Pain control is an important aspect of critical care medicine and the use of opiate medications has typically been an important method of achieving control in the intensive care unit (ICU) setting.
The brain has four opiate receptors that include the mu, kappa, delta, and sigma receptors. Currently used opioid analgesics bind to the mu receptor and initiate the pharmacological effects of analgesia, miosis, respiratory depression, euphoria, and physical dependence.
The route of opiate administration is often intravenous, with bolus administration for mild to moderate pain, continuous infusion for moderate to severe pain, and patient-controlled analgesia for the post-surgical patient who can participate in his or her care.
Like other ICU interventions where benefits must be balanced against risks, adequate analgesia must carefully be balanced with the side effects of opiate therapy, particularly in the critically ill patient. These include respiratory depression, hypotension, emesis, flushing, bronchospasm, and constipation.
What to Do
The three most commonly prescribed opiate analgesics in the ICU are morphine, hydromorphone, and fentanyl. While morphine is widely used in the ICU setting, fentanyl has additional benefits for the critically ill patient because of its increased potency, lipid solubility, and hemodynamic stability.
Morphine dosing usually begins at 2 mg and is then titrated up by 1 mg to 2 mg every few hours if given in intermittent bolus form and 1 mg/hour if given continuously. Morphine metabolism occurs in the liver with excretion occurring in the kidney.
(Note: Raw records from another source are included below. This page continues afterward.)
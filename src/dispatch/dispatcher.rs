//! Route dispatch.
//!
//! # Responsibilities
//! - Resolve the controller and middleware a matched route names
//! - Expose the match to downstream code through [`RouteParams`]
//! - Run the middleware pipeline around the controller action
//!
//! # Data Flow
//! ```text
//! RouteMatch + Request
//!     → resolve controller (fresh instance)
//!     → check the action exists
//!     → resolve middleware, declaration order
//!     → Pipeline(middleware..., terminal: bind args → controller.call)
//!     → Response
//! ```
//!
//! # Design Decisions
//! - Nothing is resolved before a route matched
//! - Action arguments are bound inside the terminal continuation, so
//!   middleware may still short-circuit requests whose variables would not
//!   coerce
//! - Errors propagate to the caller untouched

use std::sync::Arc;

use axum::body::Body;
use axum::http::Request;
use axum::response::Response;

use crate::dispatch::controller::{bind, Controller};
use crate::dispatch::error::DispatchError;
use crate::dispatch::middleware::{Middleware, Next};
use crate::dispatch::pipeline::Pipeline;
use crate::dispatch::resolver::Resolver;
use crate::routing::{RouteMatch, Variables};

/// The matched route, available to middleware and controllers as a
/// request extension.
#[derive(Debug, Clone, PartialEq, Eq)]
pub struct RouteParams {
    /// Route name, if it has one.
    pub name: Option<String>,
    /// Raw path pattern of the route.
    pub pattern: String,
    pub variables: Variables,
}

impl RouteParams {
    pub fn get(&self, variable: &str) -> Option<&str> {
        self.variables.get(variable).map(String::as_str)
    }
}

#[derive(Clone)]
pub struct Dispatcher {
    resolver: Arc<dyn Resolver>,
}

impl std::fmt::Debug for Dispatcher {
    fn fmt(&self, f: &mut std::fmt::Formatter<'_>) -> std::fmt::Result {
        f.debug_struct("Dispatcher").finish_non_exhaustive()
    }
}

impl Dispatcher {
    pub fn new(resolver: Arc<dyn Resolver>) -> Self {
        Self { resolver }
    }

    pub fn resolver(&self) -> &Arc<dyn Resolver> {
        &self.resolver
    }

    /// Run `request` through the matched route's pipeline and controller.
    pub async fn dispatch(&self, route_match: RouteMatch, mut request: Request<Body>) -> Result<Response, DispatchError> {
        let (compiled, variables) = route_match.into_parts();
        let route = compiled.route();
        let target = route.controller.clone();

        let controller: Arc<dyn Controller> = Arc::from(self.resolver.resolve_controller(&target.controller)?);
        let signature = controller
            .signature(&target.action)
            .ok_or_else(|| DispatchError::UnknownAction {
                controller: target.controller.clone(),
                action: target.action.clone(),
            })?;

        let mut stages: Vec<Arc<dyn Middleware>> = Vec::with_capacity(route.middleware.len());
        for reference in &route.middleware {
            stages.push(Arc::from(self.resolver.resolve_middleware(reference)?));
        }

        tracing::debug!(
            controller = %target,
            middleware = stages.len(),
            "Dispatching route"
        );

        request.extensions_mut().insert(RouteParams {
            name: route.name.clone(),
            pattern: route.path.clone(),
            variables: variables.clone(),
        });

        let action = target.action;
        let terminal = Next::new(move |request| {
            Box::pin(async move {
                let args = bind(&signature, &variables)?;
                controller.call(&action, request, args).await
            })
        });

        Pipeline::new(stages).run(request, terminal).await
    }
}
//! Middleware contract.
//!
//! A middleware receives the request and a [`Next`] continuation. It either
//! runs `next` (possibly after changing the request, possibly changing the
//! response on the way back) or returns its own response to short-circuit.
//! `Next` is consumed by value, so the rest of the chain runs at most once.

use std::collections::BTreeMap;
use std::fmt;
use std::future::Future;
use std::str::FromStr;

use axum::body::Body;
use axum::http::Request;
use axum::response::Response;
use futures_util::future::BoxFuture;

use crate::dispatch::error::DispatchError;

/// What every stage of the pipeline produces.
pub type HandlerResult = Result<Response, DispatchError>;

/// The remainder of the middleware chain, ending in the controller action.
pub struct Next {
    inner: Box<dyn FnOnce(Request<Body>) -> BoxFuture<'static, HandlerResult> + Send>,
}

impl Next {
    pub fn new<F>(f: F) -> Self
    where
        F: FnOnce(Request<Body>) -> BoxFuture<'static, HandlerResult> + Send + 'static,
    {
        Self { inner: Box::new(f) }
    }

    pub async fn run(self, request: Request<Body>) -> HandlerResult {
        (self.inner)(request).await
    }
}

impl fmt::Debug for Next {
    fn fmt(&self, f: &mut fmt::Formatter<'_>) -> fmt::Result {
        f.debug_struct("Next").finish_non_exhaustive()
    }
}

pub trait Middleware: Send + Sync {
    fn handle<'a>(&'a self, request: Request<Body>, next: Next) -> BoxFuture<'a, HandlerResult>;
}

/// Middleware built from an async function, as in `axum::middleware::from_fn`.
pub struct FnMiddleware<F> {
    f: F,
}

pub fn from_fn<F, Fut>(f: F) -> FnMiddleware<F>
where
    F: Fn(Request<Body>, Next) -> Fut + Send + Sync,
    Fut: Future<Output = HandlerResult> + Send + 'static,
{
    FnMiddleware { f }
}

impl<F, Fut> Middleware for FnMiddleware<F>
where
    F: Fn(Request<Body>, Next) -> Fut + Send + Sync,
    Fut: Future<Output = HandlerResult> + Send + 'static,
{
    fn handle<'a>(&'a self, request: Request<Body>, next: Next) -> BoxFuture<'a, HandlerResult> {
        Box::pin((self.f)(request, next))
    }
}

/// Route-level parameters a middleware was configured with.
#[derive(Debug, Clone, Copy)]
pub struct MiddlewareParams<'a> {
    name: &'a str,
    params: &'a BTreeMap<String, String>,
}

impl<'a> MiddlewareParams<'a> {
    pub fn new(name: &'a str, params: &'a BTreeMap<String, String>) -> Self {
        Self { name, params }
    }

    pub fn middleware(&self) -> &str {
        self.name
    }

    pub fn raw(&self, key: &str) -> Option<&'a str> {
        self.params.get(key).map(String::as_str)
    }

    /// Parse an optional parameter.
    pub fn get<T: FromStr>(&self, key: &str) -> Result<Option<T>, String>
    where
        T::Err: fmt::Display,
    {
        match self.params.get(key) {
            Some(raw) => raw
                .parse::<T>()
                .map(Some)
                .map_err(|e| format!("parameter `{}` = `{}`: {}", key, raw, e)),
            None => Ok(None),
        }
    }

    /// Parse a parameter that must be present.
    pub fn require<T: FromStr>(&self, key: &str) -> Result<T, String>
    where
        T::Err: fmt::Display,
    {
        self.get(key)?
            .ok_or_else(|| format!("missing required parameter `{}`", key))
    }
}

#[cfg(test)]
mod tests {
    use super::*;

    #[test]
    fn test_params_parsing() {
        let map = BTreeMap::from([
            ("limit".to_string(), "10".to_string()),
            ("bad".to_string(), "ten".to_string()),
        ]);
        let params = MiddlewareParams::new("throttle", &map);
        assert_eq!(params.require::<u32>("limit").unwrap(), 10);
        assert_eq!(params.get::<u32>("absent").unwrap(), None);
        assert!(params.require::<u32>("absent").unwrap_err().contains("missing"));
        assert!(params.get::<u32>("bad").is_err());
        assert_eq!(params.raw("bad"), Some("ten"));
        assert_eq!(params.middleware(), "throttle");
    }
}
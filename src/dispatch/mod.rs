//! Dispatch subsystem.
//!
//! # Data Flow
//! ```text
//! RouteMatch + Request
//!     → resolver.rs (controller + middleware by name)
//!     → dispatcher.rs (RouteParams extension, terminal continuation)
//!     → pipeline.rs (right-folded middleware chain)
//!     → controller.rs (argument binding, action call)
//!     → Response | DispatchError
//! ```
//!
//! # Design Decisions
//! - Everything is resolved per request from factories
//! - Middleware either call `Next` or answer themselves
//! - Errors are returned, never swallowed; the HTTP kernel maps them

pub mod builtin;
pub mod controller;
pub mod dispatcher;
pub mod error;
pub mod middleware;
pub mod pipeline;
pub mod resolver;

pub use controller::{bind, ActionArgs, ActionSignature, Actions, Controller, ParamKind, ParamValue};
pub use dispatcher::{Dispatcher, RouteParams};
pub use error::DispatchError;
pub use middleware::{from_fn, FnMiddleware, HandlerResult, Middleware, MiddlewareParams, Next};
pub use pipeline::Pipeline;
pub use resolver::{Container, ResolveError, Resolver};
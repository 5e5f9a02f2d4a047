//! Route compilation and dispatch.
//!
//! Matches HTTP requests against registered routes (path, host, scheme and
//! method constraints with `{placeholder}` variables compiled to regular
//! expressions) and runs the winning route through its middleware pipeline
//! into a controller action.
//!
//! ```text
//!   Request ─▶ http::kernel ─▶ routing::router ─▶ routing::matcher (per route)
//!                                    │
//!                                    ▼
//!                          dispatch::dispatcher ─▶ dispatch::pipeline ─▶ Controller
//! ```

// Core subsystems
pub mod dispatch;
pub mod http;
pub mod routing;

// Cross-cutting concerns
pub mod config;
pub mod lifecycle;
pub mod observability;

pub use config::schema::AppConfig;
pub use dispatch::{Container, Dispatcher};
pub use http::HttpServer;
pub use lifecycle::Shutdown;
pub use routing::{Route, RouteCollectionBuilder, Router};
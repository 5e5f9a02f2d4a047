//! Configuration loading from disk.

use std::fs;
use std::path::{Path, PathBuf};

use thiserror::Error;

use crate::config::schema::AppConfig;
use crate::config::validation::{validate_config, ValidationError};
use crate::routing::RouteError;

/// Error type for configuration and route file loading.
#[derive(Debug, Error)]
pub enum ConfigError {
    #[error("IO error reading {}: {source}", .path.display())]
    Io {
        path: PathBuf,
        #[source]
        source: std::io::Error,
    },

    #[error("Parse error in {}: {source}", .path.display())]
    Parse {
        path: PathBuf,
        #[source]
        source: toml::de::Error,
    },

    #[error("Validation failed: {}", join(.0))]
    Validation(Vec<ValidationError>),

    /// A route file entry that cannot be turned into a route.
    #[error("Invalid route {route}: {reason}")]
    InvalidRoute { route: String, reason: String },

    #[error(transparent)]
    Route(#[from] RouteError),
}

fn join(errors: &[ValidationError]) -> String {
    errors.iter().map(ToString::to_string).collect::<Vec<_>>().join(", ")
}

pub(crate) fn read(path: &Path) -> Result<String, ConfigError> {
    fs::read_to_string(path).map_err(|source| ConfigError::Io {
        path: path.to_path_buf(),
        source,
    })
}

/// Load and validate configuration from a TOML file.
pub fn load_config(path: &Path) -> Result<AppConfig, ConfigError> {
    let content = read(path)?;
    let config: AppConfig = toml::from_str(&content).map_err(|source| ConfigError::Parse {
        path: path.to_path_buf(),
        source,
    })?;

    validate_config(&config).map_err(ConfigError::Validation)?;

    Ok(config)
}
//! Shared utilities for integration tests.

#![allow(dead_code)]

use std::path::PathBuf;
use std::sync::Arc;

use axum::body::Body;
use axum::http::Request;
use axum::response::{IntoResponse, Response};

use route_dispatch::dispatch::{builtin, ActionArgs, ActionSignature, Actions, DispatchError, HandlerResult, ParamKind};
use route_dispatch::{AppConfig, Container, Dispatcher, HttpServer, RouteCollectionBuilder, Router};

async fn explode(_request: Request<Body>, _args: ActionArgs) -> HandlerResult {
    panic!("controller bug")
}

/// Built-ins plus a `users` controller, a `boom` controller that always
/// fails and a `panics` controller that panics.
pub fn test_container() -> Container {
    let mut container = Container::new();
    builtin::register(&mut container);
    container
        .bind_controller("users", || {
            Actions::new().action(
                "show",
                ActionSignature::new().param("id", ParamKind::Int),
                |_req, args| async move {
                    Ok(format!("user {}", args.int("id").unwrap_or_default()).into_response())
                },
            )
        })
        .bind_controller("boom", || {
            Actions::new().action("index", ActionSignature::new(), |_req, _args| async move {
                Err(DispatchError::handler("exploded"))
            })
        })
        .bind_controller("panics", || Actions::new().action("index", ActionSignature::new(), explode));
    container
}

/// Compile the routes registered by `build` into a router over [`test_container`].
pub fn router(build: impl FnOnce(&mut RouteCollectionBuilder)) -> Router {
    let mut builder = RouteCollectionBuilder::new();
    build(&mut builder);
    let collection = builder.build().unwrap();
    Router::new(collection, Dispatcher::new(Arc::new(test_container())))
}

/// A server over `router` with default configuration.
pub fn server(router: Router) -> HttpServer {
    HttpServer::new(AppConfig::default(), router)
}

pub fn request(method: &str, uri: &str) -> Request<Body> {
    Request::builder().method(method).uri(uri).body(Body::empty()).unwrap()
}

pub async fn body_string(response: Response) -> String {
    let bytes = axum::body::to_bytes(response.into_body(), 1024 * 1024).await.unwrap();
    String::from_utf8(bytes.to_vec()).unwrap()
}

/// Fresh, empty scratch directory.
pub fn temp_dir(label: &str) -> PathBuf {
    let dir = std::env::temp_dir().join(format!("route-dispatch-{}-{}", label, uuid::Uuid::new_v4()));
    std::fs::create_dir_all(&dir).unwrap();
    dir
}
//! Observability subsystem.
//!
//! # Data Flow
//! ```text
//! All subsystems produce:
//!     → logging.rs (structured log events)
//!     → metrics.rs (counters, histograms)
//!
//! Consumers:
//!     → Log aggregation (stdout)
//!     → Metrics endpoint (Prometheus scrape)
//! ```
//!
//! # Design Decisions
//! - Structured logging (JSON) for machine parsing
//! - Request ID flows through the HTTP layer into every request span
//! - Metrics are cheap (atomic increments)

pub mod logging;
pub mod metrics;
Therefore, the dose should be reduced if the patient has a glomerular filtration rate less than 30 mL/min in order to prevent accumulation of its active metabolite.
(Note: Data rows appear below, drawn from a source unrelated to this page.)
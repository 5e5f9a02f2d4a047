//! HTTP server setup and configuration.
//!
//! # Responsibilities
//! - Create the Axum app: every request falls through to the kernel
//! - Wire up middleware (tracing, timeout, request ID, panic recovery)
//! - Bind server to listener
//! - Swap in routers rebuilt by the route watcher
//! - Shut down gracefully

use std::net::SocketAddr;
use std::sync::Arc;
use std::time::Duration;

use tokio::net::TcpListener;
use tokio::sync::mpsc;
use tower_http::{catch_panic::CatchPanicLayer, timeout::TimeoutLayer, trace::TraceLayer};

use crate::config::AppConfig;
use crate::http::kernel::{kernel_handler, panic_response, HttpKernel};
use crate::http::request::RequestIdLayer;
use crate::lifecycle::Shutdown;
use crate::routing::Router;

/// HTTP server for the routing kernel.
pub struct HttpServer {
    app: axum::Router,
    kernel: HttpKernel,
    config: AppConfig,
}

impl HttpServer {
    pub fn new(config: AppConfig, router: Router) -> Self {
        let kernel = HttpKernel::new(router);
        let app = Self::build_app(&config, kernel.clone());
        Self { app, kernel, config }
    }

    /// Build the Axum router with all middleware layers.
    #[allow(deprecated)]
    fn build_app(config: &AppConfig, kernel: HttpKernel) -> axum::Router {
        axum::Router::new()
            .fallback(kernel_handler)
            .with_state(kernel)
            .layer(CatchPanicLayer::custom(panic_response))
            .layer(TimeoutLayer::new(Duration::from_secs(config.timeouts.request_secs)))
            .layer(RequestIdLayer)
            .layer(TraceLayer::new_for_http())
    }

    /// The fully layered app, for serving or for driving in tests.
    pub fn app(&self) -> axum::Router {
        self.app.clone()
    }

    pub fn kernel(&self) -> &HttpKernel {
        &self.kernel
    }

    pub fn config(&self) -> &AppConfig {
        &self.config
    }

    /// Serve until `shutdown` fires. Routers arriving on `updates` replace
    /// the current one.
    pub async fn run(
        self,
        listener: TcpListener,
        updates: Option<mpsc::UnboundedReceiver<Arc<Router>>>,
        shutdown: Shutdown,
    ) -> Result<(), std::io::Error> {
        let addr = listener.local_addr()?;
        tracing::info!(address = %addr, "HTTP server starting");

        if let Some(mut updates) = updates {
            let kernel = self.kernel.clone();
            let mut stop = shutdown.subscribe();
            tokio::spawn(async move {
                loop {
                    tokio::select! {
                        next = updates.recv() => match next {
                            Some(router) => kernel.swap(router),
                            None => break,
                        },
                        _ = stop.recv() => break,
                    }
                }
            });
        }

        let mut stop = shutdown.subscribe();
        let app = self.app.into_make_service_with_connect_info::<SocketAddr>();

        axum::serve(listener, app)
            .with_graceful_shutdown(async move {
                let _ = stop.recv().await;
            })
            .await?;

        tracing::info!("HTTP server stopped");
        Ok(())
    }
}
Hydromorphone, a semisynthetic opiate agonist, is markedly more potent and quicker in onset than morphine. Dosing begins at 0.2 to 0.6 mg with repeated doses every 2 to 3 hours. This dose may need to be increased in patients who have had marked exposure to opiates in the past.
In addition, if given as an intravenous continuous infusion, the dose should be 0.5 to 1 mg per hour after the bolus dose. Like morphine, hydromorphone is metabolized by the liver. In contrast to morphine, however, the metabolites are all inactive. Therefore, dose adjustment should be considered for hepatic failure.
Fentanyl is a synthetic opiate agonist and is 100 times more potent than morphine. Many ICUs have increasingly used fentanyl as the analgesic of choice because of its rapid onset and potency. When administered in intermittent boluses, the dose is usually 25 to 75 mcg every hour.
However, it is more effectively used to prevent pain if given continuously at a rate of 25 to 50 mcg/hour after the bolus dose. Fentanyl accumulates in adipose tissue and if administered for longer than 5 days may have prolonged sedation effects upon its discontinuation. Fentanyl is metabolized to inactive compounds by the liver and excreted by the kidneys; thus the dose may need to be adjusted for liver failure, but not renal failure.
Physical dependence can occur with any of these medications and will result in withdrawal if stopped abruptly. In addition, many patients develop tolerance to the opiates and require increasing dosages to achieve the same level of pain control.
One method of overcoming opiate tolerance is to use adjuvant therapies that enhance the effect of opiates. For example, the concomitant use of benzodiazepines will assist with anxiolysis and improve the response to analgesia. However, it will also contribute to the side effect of respiratory depression already seen with opiate medications.
References
Hamill-Ruth RJ. Evaluation of pain in the intensive care unit. Crit Care Clin 1999;15
Joranson DE, Ryan KM, Gilson AM, et al. Trends in medical use and abuse of opioid analgesics. JAMA 2000;283:1710.